:: Your goal ::
Every line holding the word "super" should be copied from the material.

:: Input material ::
Segment Open

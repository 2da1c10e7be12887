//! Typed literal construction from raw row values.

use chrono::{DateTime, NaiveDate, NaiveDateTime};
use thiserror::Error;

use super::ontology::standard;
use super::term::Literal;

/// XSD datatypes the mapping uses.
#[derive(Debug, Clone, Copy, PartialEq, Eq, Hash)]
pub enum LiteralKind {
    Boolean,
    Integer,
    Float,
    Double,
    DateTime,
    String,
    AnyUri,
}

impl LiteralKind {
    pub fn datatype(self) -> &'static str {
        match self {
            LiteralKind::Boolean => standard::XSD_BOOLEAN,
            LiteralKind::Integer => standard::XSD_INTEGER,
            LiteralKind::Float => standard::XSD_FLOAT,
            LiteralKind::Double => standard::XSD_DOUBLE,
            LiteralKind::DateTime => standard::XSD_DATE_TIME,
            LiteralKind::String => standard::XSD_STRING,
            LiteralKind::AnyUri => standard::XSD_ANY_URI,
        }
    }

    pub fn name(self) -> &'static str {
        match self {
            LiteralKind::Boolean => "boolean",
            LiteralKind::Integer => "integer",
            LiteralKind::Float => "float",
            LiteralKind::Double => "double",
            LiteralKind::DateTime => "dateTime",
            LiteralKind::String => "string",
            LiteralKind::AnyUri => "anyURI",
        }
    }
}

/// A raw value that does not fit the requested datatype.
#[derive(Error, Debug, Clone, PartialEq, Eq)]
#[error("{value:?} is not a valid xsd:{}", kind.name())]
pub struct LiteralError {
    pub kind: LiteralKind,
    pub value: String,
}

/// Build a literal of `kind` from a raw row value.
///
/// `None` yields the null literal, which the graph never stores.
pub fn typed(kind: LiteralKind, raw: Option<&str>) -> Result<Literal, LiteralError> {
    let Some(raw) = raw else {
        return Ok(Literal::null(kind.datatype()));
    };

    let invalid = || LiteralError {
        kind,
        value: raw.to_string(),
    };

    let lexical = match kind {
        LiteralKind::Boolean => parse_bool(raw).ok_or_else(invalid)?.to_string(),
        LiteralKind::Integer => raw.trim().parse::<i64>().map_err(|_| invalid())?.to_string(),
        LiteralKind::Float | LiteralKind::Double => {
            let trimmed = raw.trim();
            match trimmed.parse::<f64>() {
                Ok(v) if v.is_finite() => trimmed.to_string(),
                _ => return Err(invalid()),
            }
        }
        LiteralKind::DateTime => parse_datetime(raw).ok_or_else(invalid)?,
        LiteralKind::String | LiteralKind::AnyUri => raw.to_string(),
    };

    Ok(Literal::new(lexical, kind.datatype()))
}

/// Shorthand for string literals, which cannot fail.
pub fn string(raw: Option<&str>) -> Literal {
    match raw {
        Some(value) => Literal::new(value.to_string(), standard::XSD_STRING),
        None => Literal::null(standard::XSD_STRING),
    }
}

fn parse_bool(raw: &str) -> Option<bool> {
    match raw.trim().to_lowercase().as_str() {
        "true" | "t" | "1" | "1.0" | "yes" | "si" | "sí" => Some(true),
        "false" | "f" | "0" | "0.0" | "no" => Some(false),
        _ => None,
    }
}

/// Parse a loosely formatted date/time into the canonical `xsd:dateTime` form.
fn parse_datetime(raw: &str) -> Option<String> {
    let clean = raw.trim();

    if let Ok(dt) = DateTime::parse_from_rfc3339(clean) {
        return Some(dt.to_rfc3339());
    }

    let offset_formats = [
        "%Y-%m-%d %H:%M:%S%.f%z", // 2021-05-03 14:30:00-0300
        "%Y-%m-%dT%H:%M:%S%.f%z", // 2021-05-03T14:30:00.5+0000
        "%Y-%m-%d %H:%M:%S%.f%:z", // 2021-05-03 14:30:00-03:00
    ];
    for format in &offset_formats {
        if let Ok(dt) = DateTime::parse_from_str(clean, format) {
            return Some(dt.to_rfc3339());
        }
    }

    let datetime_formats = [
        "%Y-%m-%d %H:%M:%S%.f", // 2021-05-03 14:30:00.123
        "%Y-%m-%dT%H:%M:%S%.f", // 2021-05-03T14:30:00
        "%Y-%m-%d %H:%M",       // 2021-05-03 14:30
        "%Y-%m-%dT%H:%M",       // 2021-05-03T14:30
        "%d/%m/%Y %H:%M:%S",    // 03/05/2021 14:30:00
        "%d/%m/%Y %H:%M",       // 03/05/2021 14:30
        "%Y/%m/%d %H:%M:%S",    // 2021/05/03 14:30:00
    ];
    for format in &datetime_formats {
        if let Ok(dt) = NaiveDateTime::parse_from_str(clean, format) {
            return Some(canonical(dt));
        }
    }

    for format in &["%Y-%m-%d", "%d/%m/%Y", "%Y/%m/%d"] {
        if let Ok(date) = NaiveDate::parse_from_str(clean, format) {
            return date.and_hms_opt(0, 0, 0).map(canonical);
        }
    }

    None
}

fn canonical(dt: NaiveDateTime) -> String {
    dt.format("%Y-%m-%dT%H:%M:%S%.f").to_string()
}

Segment Closed

:: Result of the task ::
use super::ontology::standard;
use super::term::Literal;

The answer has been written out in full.